Mit einer Identity-und-Access-Management-(IAM-)Standardsoftware verbessern Unternehmen die Verwaltung von Zugriffsrechten und die IT-Sicherheit. Wie so etwas praktisch aussehen könnte, zeigt dieser Auswahlprozess für ein IAM-System

5 Min. Lesezeit
Foto: ©AdobeStock/Monster-Ztudio

Mit einer Identity-und-Access-Management-(IAM-)Standardsoftware verbessern Unternehmen die Verwaltung von Zugriffsrechten und die IT-Sicherheit. Außerdem unterstützt die Software dabei, die internen und externen Compliance-Anforderungen einzuhalten. Aufgrund der vielen Anbieter sollte die Softwareauswahl aber gut geplant werden. Wie so etwas praktisch aussehen könnte, haben ein Privatunternehmen und die FOM Hochschule für Oekonomie & Management in Stuttgart gemeinsam erarbeitet.

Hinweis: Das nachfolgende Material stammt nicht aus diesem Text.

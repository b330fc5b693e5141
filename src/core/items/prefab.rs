//! Prefab: vorgefertigtes Bauteil (Kreuzung, Firmengelände, ...) mit fester
//! Node-Liste und Ursprungs-Node.

use glam::{Quat, Vec3};
use ts_map_primitives::{FlagField, Token};

use super::{Item, ItemData, PrefabShape};
use crate::core::container::ItemContainer;
use crate::core::error::{TopologyError, TopologyResult};
use crate::core::topology::{self, AttachPoint};
use crate::core::{propagation, Direction, FixedVec3, ItemId, Map, NodeId};

const BYTE_DLC_GUARD: u32 = 0;
const FLAG_TOLLGATE: u32 = 8;
const FLAG_IGNORE_CUT_PLANES: u32 = 9;
const FLAG_NO_BOUNDARY: u32 = 10;
const FLAG_SECRET: u32 = 11;

/// Lage eines Prefab-Nodes relativ zum Ursprung (ungedreht).
#[derive(Debug, Clone, Copy, PartialEq)]
pub struct PrefabNodeLayout {
    pub offset: Vec3,
    /// Richtung aus dem Prefab heraus
    pub direction: Vec3,
}

/// Node-Anordnung eines Prefab-Modells, wie sie der Prefab-Deskriptor liefert.
#[derive(Debug, Clone, PartialEq, Default)]
pub struct PrefabLayout {
    pub nodes: Vec<PrefabNodeLayout>,
}

/// Einstellungen pro Prefab-Node.
#[derive(Debug, Clone, Copy, PartialEq, Default)]
pub struct PrefabCorner {
    pub terrain_material: Token,
    pub color_variant: u16,
}

#[derive(Debug, Clone, PartialEq)]
pub struct Prefab {
    pub shape: PrefabShape,
    pub flags: FlagField,
    pub model: Token,
    pub variant: Token,
    pub look: Token,
    /// Eine Ecke pro Node
    pub corners: Vec<PrefabCorner>,
}

impl Prefab {
    pub fn new(shape: PrefabShape, model: Token) -> Self {
        let corners = vec![PrefabCorner::default(); shape.nodes.len()];
        Self {
            shape,
            flags: FlagField::default(),
            model,
            variant: Token::EMPTY,
            look: Token::EMPTY,
            corners,
        }
    }

    /// Platziert ein Prefab mit Ursprung bei `position`, um `yaw` gedreht.
    ///
    /// Alle Nodes führen das Prefab im Backward-Slot und zeigen aus dem
    /// Prefab heraus; nur der Ursprung (Index 0) ist rot.
    pub fn add<C: ItemContainer + ?Sized>(
        container: &mut C,
        position: Vec3,
        yaw: f32,
        layout: &PrefabLayout,
        model: Token,
    ) -> TopologyResult<ItemId> {
        if layout.nodes.is_empty() {
            return Err(TopologyError::IndexOutOfRange { index: 0, len: 0 });
        }
        let rotation = Quat::from_rotation_y(yaw);
        let placed: Vec<(Vec3, Quat)> = layout
            .nodes
            .iter()
            .map(|node| {
                let heading = propagation::heading_rotation(rotation * node.direction)
                    .unwrap_or(rotation);
                (position + rotation * node.offset, heading)
            })
            .collect();
        for (position, _) in &placed {
            FixedVec3::from_vec3(*position)?;
        }

        let mut nodes: Vec<NodeId> = Vec::with_capacity(placed.len());
        for (i, (position, heading)) in placed.iter().enumerate() {
            let node = container.add_node(*position, i == 0)?;
            if let Some(entry) = container.map_mut().node_mut(node) {
                entry.rotation = *heading;
            }
            nodes.push(node);
        }

        let shape = PrefabShape {
            nodes: nodes.iter().map(|n| (*n).into()).collect(),
            origin: 0,
            slaves: Vec::new(),
        };
        let item = container.add_item(Item::new(0, ItemData::Prefab(Prefab::new(shape, model))))?;
        let map = container.map_mut();
        for node in nodes {
            map.link(node, Direction::Backward, Some(item))?;
        }
        Ok(item)
    }

    /// Verbindet Node `index` dieses Prefabs mit dem deckungsgleichen Node
    /// eines anderen Items.
    pub fn attach(map: &mut Map, prefab: ItemId, index: usize, other: ItemId) -> TopologyResult<NodeId> {
        topology::attach(map, prefab, AttachPoint::Node(index), other)
    }

    /// Setzt den Ursprung auf Node `index`.
    pub fn change_origin(map: &mut Map, prefab: ItemId, index: usize) -> TopologyResult<()> {
        topology::change_origin(map, prefab, index)
    }

    pub fn dlc_guard(&self) -> u8 {
        self.flags.get_byte(BYTE_DLC_GUARD)
    }

    pub fn set_dlc_guard(&mut self, guard: u8) {
        self.flags.set_byte(BYTE_DLC_GUARD, guard);
    }

    pub fn is_tollgate(&self) -> bool {
        self.flags.get(FLAG_TOLLGATE)
    }

    pub fn set_tollgate(&mut self, value: bool) {
        self.flags.set(FLAG_TOLLGATE, value);
    }

    pub fn ignore_cut_planes(&self) -> bool {
        self.flags.get(FLAG_IGNORE_CUT_PLANES)
    }

    pub fn set_ignore_cut_planes(&mut self, value: bool) {
        self.flags.set(FLAG_IGNORE_CUT_PLANES, value);
    }

    pub fn no_boundary(&self) -> bool {
        self.flags.get(FLAG_NO_BOUNDARY)
    }

    pub fn set_no_boundary(&mut self, value: bool) {
        self.flags.set(FLAG_NO_BOUNDARY, value);
    }

    pub fn is_secret(&self) -> bool {
        self.flags.get(FLAG_SECRET)
    }

    pub fn set_secret(&mut self, value: bool) {
        self.flags.set(FLAG_SECRET, value);
    }
}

Ein IAM-System besteht aus den zentralen Komponenten Verzeichnisdienste, Benutzerverwaltung und Zugriffsverwaltung (siehe Bild 1). Die Verzeichnisdienste stellen die Informationsquellen der Identitäten bereit. Bei diesen Daten handelt es sich um Benutzer- und Ressourceninformationen, die mit einem IAM-System synchronisiert werden können. Damit die Synchronisation schnell und konsistent durchgeführt wird, kommen Zwischenspeicher und virtuelle Verzeichnisdienste zum Einsatz. Auf diese greifen Konnektoren oder Agenten mithilfe von Zeigern zu.

Quelle: CeramTec

Bild 1: Aufbau des IAM-Systems (1)

Die Benutzerverwaltung besteht aus den Komponenten Provisionierung und Administrierung. Unter der Provisionierung versteht man die Vergabe und den Entzug von Rechten eines Kontos beziehungsweise einer Identität. Verlässt beispielsweise ein Mitarbeiter das Unternehmen, wird dessen Identität durch die Provisionierung sofort gesperrt oder gelöscht, je nachdem, wie der Unternehmensprozess definiert ist. Die Administrierung besteht aus der Delegierungsfunktion und der Self-Service-Komponente. Mit der Delegierungsfunktion können Ressourcenverantwortliche in den Prozess involviert werden, um zu entscheiden, ob gewisse Berechtigungen erteilt werden dürfen oder nicht. Die Self-Service-Komponente ermöglicht es den Nutzern, ihre eigenen Personendaten zu verwalten sowie die gewünschten Berechtigungen auf Ressourcen selbstständig zu beantragen. Die Zugriffsverwaltung ist die dritte Hauptkomponente eines IAM-Systems. Sie umfasst die Authentifizierung und Autorisierung von Identitäten. Diese dürfen nur dann auf die verbundenen Zielsysteme zugreifen, wenn die dafür notwendigen Rechte vorhanden sind. Wie es auch bei anderen Softwareprodukten üblich ist, werden IAM-Systeme sowohl als Cloud- als On-Premises-Modell angeboten.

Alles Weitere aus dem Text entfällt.